So. Date night. It's a reality at Chez Love Well once again.
But here's the thing. Date night rarely used to end well. Our kids don't go to bed easily for other people, so we usually just tried to get home by bed time. But by then, the kids were overstimulated and hyper. By the time we wrapped up good-byes to our sweet babysitters, got through the bedtime routine and restored order to the house, Corey and I were exhausted. It was nice to have a break for a few hours -- but it felt like there was an extra high price tag attached.
So a couple of months ago, it occurred to me -- who said date night has to be at night? What if we planned a date morning? Or a date afternoon?
Bah-bing! Light-bulb moment! I can't believe it took me almost 10 years to figure this out.
So for the past few months, Corey and I have gone for our dates from 2:00 in the afternoon to about 7:00 in the evening. It enables us to do something (usually run errands without the kids -- last month was Home Depot, woo-hoo!) and then to catch an early dinner before heading home in time to put the kids to bed before they've hit the metaphorical wall. Bonus? Eating dinner at 5:00 makes it easy to score reservations at nice restaurants, even last minute, and we often catch the back-half of happy hour, when appetizers and drinks are half price.

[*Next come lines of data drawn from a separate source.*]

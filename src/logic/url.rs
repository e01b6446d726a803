//! URL text canonicalization
//!
//! Pure string transforms shared by the heuristic rules and the text
//! vectorizer. Total over arbitrary input - no parsing, no failure modes.

/// Canonical form of a URL: lowercased, leading `http://`/`https://` and
/// `www.` stripped, one trailing `/` dropped.
///
/// One prefix of each kind is removed per call, so the output for any
/// already-canonical string is the string itself.
pub fn normalize(url: &str) -> String {
    let lower = url.to_lowercase();

    let rest = lower
        .strip_prefix("https://")
        .or_else(|| lower.strip_prefix("http://"))
        .unwrap_or(&lower);
    let rest = rest.strip_prefix("www.").unwrap_or(rest);
    let rest = rest.strip_suffix('/').unwrap_or(rest);

    rest.to_string()
}

/// Registrable domain of a URL: the last two dot-separated labels of the
/// host part, or the whole host when it has fewer than two labels.
///
/// This is a deliberate approximation - `accounts.google.com` maps to
/// `google.com`, which is what the allow-list keys on. Multi-label public
/// suffixes (`.co.uk`) collapse to the suffix itself and simply never
/// match the list.
pub fn extract_domain(url: &str) -> String {
    let normalized = normalize(url);
    let host = normalized.split('/').next().unwrap_or_default();

    let labels: Vec<&str> = host.split('.').collect();
    if labels.len() >= 2 {
        labels[labels.len() - 2..].join(".")
    } else {
        host.to_string()
    }
}

#[cfg(test)]
mod tests {
    use super::*;

    #[test]
    fn test_normalize_strips_scheme_and_www() {
        assert_eq!(normalize("https://www.google.com/"), "google.com");
        assert_eq!(normalize("http://example.org/path"), "example.org/path");
        assert_eq!(normalize("HTTPS://WWW.GitHub.COM"), "github.com");
    }

    #[test]
    fn test_normalize_bare_input() {
        assert_eq!(normalize("google.com"), "google.com");
        assert_eq!(normalize(""), "");
    }

    #[test]
    fn test_normalize_idempotent_on_canonical_forms() {
        for url in ["google.com", "sub.example.org/a?b=c", "192.168.1.1", "bit.ly/xyz"] {
            let once = normalize(url);
            assert_eq!(normalize(&once), once);
        }
    }

    #[test]
    fn test_normalize_drops_single_trailing_slash() {
        assert_eq!(normalize("example.com/"), "example.com");
        // Only one slash comes off
        assert_eq!(normalize("example.com//"), "example.com/");
    }

    #[test]
    fn test_extract_domain_collapses_subdomains() {
        assert_eq!(extract_domain("https://accounts.google.com/signin"), "google.com");
        assert_eq!(extract_domain("http://www.mail.yahoo.co.jp"), "co.jp");
        assert_eq!(extract_domain("github.com"), "github.com");
    }

    #[test]
    fn test_extract_domain_degenerate_hosts() {
        assert_eq!(extract_domain("localhost"), "localhost");
        assert_eq!(extract_domain(""), "");
        assert_eq!(extract_domain("https://192.168.1.1/admin"), "1.1");
    }
}
use std::sync::Arc;

use chrono::{DateTime, Utc};
use serde::{Deserialize, Serialize};
use tokio::sync::{watch, Mutex};

use crate::catalog::IncidentKind;
use crate::geo::Position;
use crate::worker::twin::{Unit, UnitId};

pub type IncidentId = u64;

#[derive(Debug, Clone, Copy, PartialEq, Eq, Hash, Serialize, Deserialize)]
pub enum IncidentStatus {
    Waiting,
    Assigned,
    InProgress,
    Paused,
    Completed,
    Canceled,
    TimedOut,
}

impl IncidentStatus {
    /// Completed, Canceled and TimedOut end an incident's life.
    pub fn is_terminal(self) -> bool {
        matches!(
            self,
            IncidentStatus::Completed | IncidentStatus::Canceled | IncidentStatus::TimedOut
        )
    }
}

impl std::fmt::Display for IncidentStatus {
    fn fmt(&self, f: &mut std::fmt::Formatter<'_>) -> std::fmt::Result {
        match self {
            IncidentStatus::Waiting => write!(f, "WAITING"),
            IncidentStatus::Assigned => write!(f, "ASSIGNED"),
            IncidentStatus::InProgress => write!(f, "IN_PROGRESS"),
            IncidentStatus::Paused => write!(f, "PAUSED"),
            IncidentStatus::Completed => write!(f, "COMPLETED"),
            IncidentStatus::Canceled => write!(f, "CANCELED"),
            IncidentStatus::TimedOut => write!(f, "TIMED_OUT"),
        }
    }
}

/// Mutable incident data guarded by the incident's own lock.
#[derive(Default)]
pub(crate) struct IncidentState {
    pub(crate) estimated_duration: Option<u64>,
    /// One slot per required unit, filled by the scheduler at commit time.
    pub(crate) assigned: Vec<Option<Arc<Unit>>>,
    pub(crate) history: Vec<IncidentStatus>,
    /// Set once a terminal transition has dropped the unit references.
    pub(crate) released: bool,
}

/// A reported emergency.
///
/// The status is published through a `watch` channel so readers never need
/// the incident lock; it is only written by
/// [`StatusManager`](crate::scheduler::StatusManager) while holding that lock.
pub struct Incident {
    pub id: IncidentId,
    pub kind: Arc<IncidentKind>,
    pub location: Position,
    pub created_at: DateTime<Utc>,
    pub(crate) status_tx: watch::Sender<IncidentStatus>,
    pub(crate) state: Mutex<IncidentState>,
}

impl Incident {
    pub fn new(id: IncidentId, kind: Arc<IncidentKind>, location: Position) -> Self {
        Self::with_created_at(id, kind, location, Utc::now())
    }

    pub fn with_created_at(
        id: IncidentId,
        kind: Arc<IncidentKind>,
        location: Position,
        created_at: DateTime<Utc>,
    ) -> Self {
        let (status_tx, _) = watch::channel(IncidentStatus::Waiting);
        let state = IncidentState {
            assigned: vec![None; kind.total_units()],
            history: vec![IncidentStatus::Waiting],
            ..Default::default()
        };
        Self {
            id,
            kind,
            location,
            created_at,
            status_tx,
            state: Mutex::new(state),
        }
    }

    pub fn priority(&self) -> i32 {
        self.kind.priority
    }

    pub fn status(&self) -> IncidentStatus {
        *self.status_tx.borrow()
    }

    /// Watch status changes; the receiver starts at the current status.
    pub fn subscribe(&self) -> watch::Receiver<IncidentStatus> {
        self.status_tx.subscribe()
    }

    /// Every status the incident has held, oldest first.
    pub async fn history(&self) -> Vec<IncidentStatus> {
        self.state.lock().await.history.clone()
    }

    pub async fn estimated_duration(&self) -> Option<u64> {
        self.state.lock().await.estimated_duration
    }

    pub(crate) async fn set_estimated_duration(&self, estimate: u64) {
        self.state.lock().await.estimated_duration = Some(estimate);
    }

    /// Ids of the units currently attached; empty once released.
    pub async fn assigned_unit_ids(&self) -> Vec<UnitId> {
        self.state
            .lock()
            .await
            .assigned
            .iter()
            .flatten()
            .map(|u| u.id)
            .collect()
    }

    pub async fn is_released(&self) -> bool {
        self.state.lock().await.released
    }

    /// Fill the unit slots in order. Extra units beyond the slot count are ignored.
    pub(crate) async fn attach_units(&self, units: &[Arc<Unit>]) {
        let mut state = self.state.lock().await;
        for (slot, unit) in state.assigned.iter_mut().zip(units) {
            *slot = Some(unit.clone());
        }
    }
}

impl std::fmt::Debug for Incident {
    fn fmt(&self, f: &mut std::fmt::Formatter<'_>) -> std::fmt::Result {
        f.debug_struct("Incident")
            .field("id", &self.id)
            .field("kind", &self.kind.name)
            .field("priority", &self.kind.priority)
            .field("location", &self.location)
            .field("status", &self.status())
            .finish()
    }
}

It was been wonderful to reconnect with Corey, even in this small way. Our relationship has intentionally been on the back burner for the past few years; I think it's just a reality that goes with birthin' and raising' young ones.
But next week (NEXT WEEK!), Kieran will turn one. I think I see a light at the end of the tunnel, and it is my husband.
Date afternoon? You are awesome.
My Favorite Toys : Legos
I am a mom to four kids, two boys and two girls, ages 11 months to 9 years. If you name a toy, I probably have it.
But as all moms know, toys are not created equal. Some toys last for years. Others barely outlast the birthday party. And not all toys from our own childhoods are meant to be passed on to another generation. (I'm looking at you, Easy Bake Oven.)
When we moved into our new house in February, and I suddenly had space to unpack our toys, I found myself falling in love all over again with a few specific toys that I have come to adore. They are the toys I will probably not be able to part with even after my children outgrow them, the toys I will keep for my grandkids. They are My Favorite Toys.
To make this list, a toy must demonstrate the following qualities:
1. It must be attractive to both girls and boys.
2. It must be able to hold their attention for long periods of time (once they have attention spans longer than mine.) (Squirrel!)
3. It must foster imagination. This doesn't mean it can't have any bells and whistles. It just means it can't do all the play for them.
4. It must be able to withstand more than a decade of abuse from four children.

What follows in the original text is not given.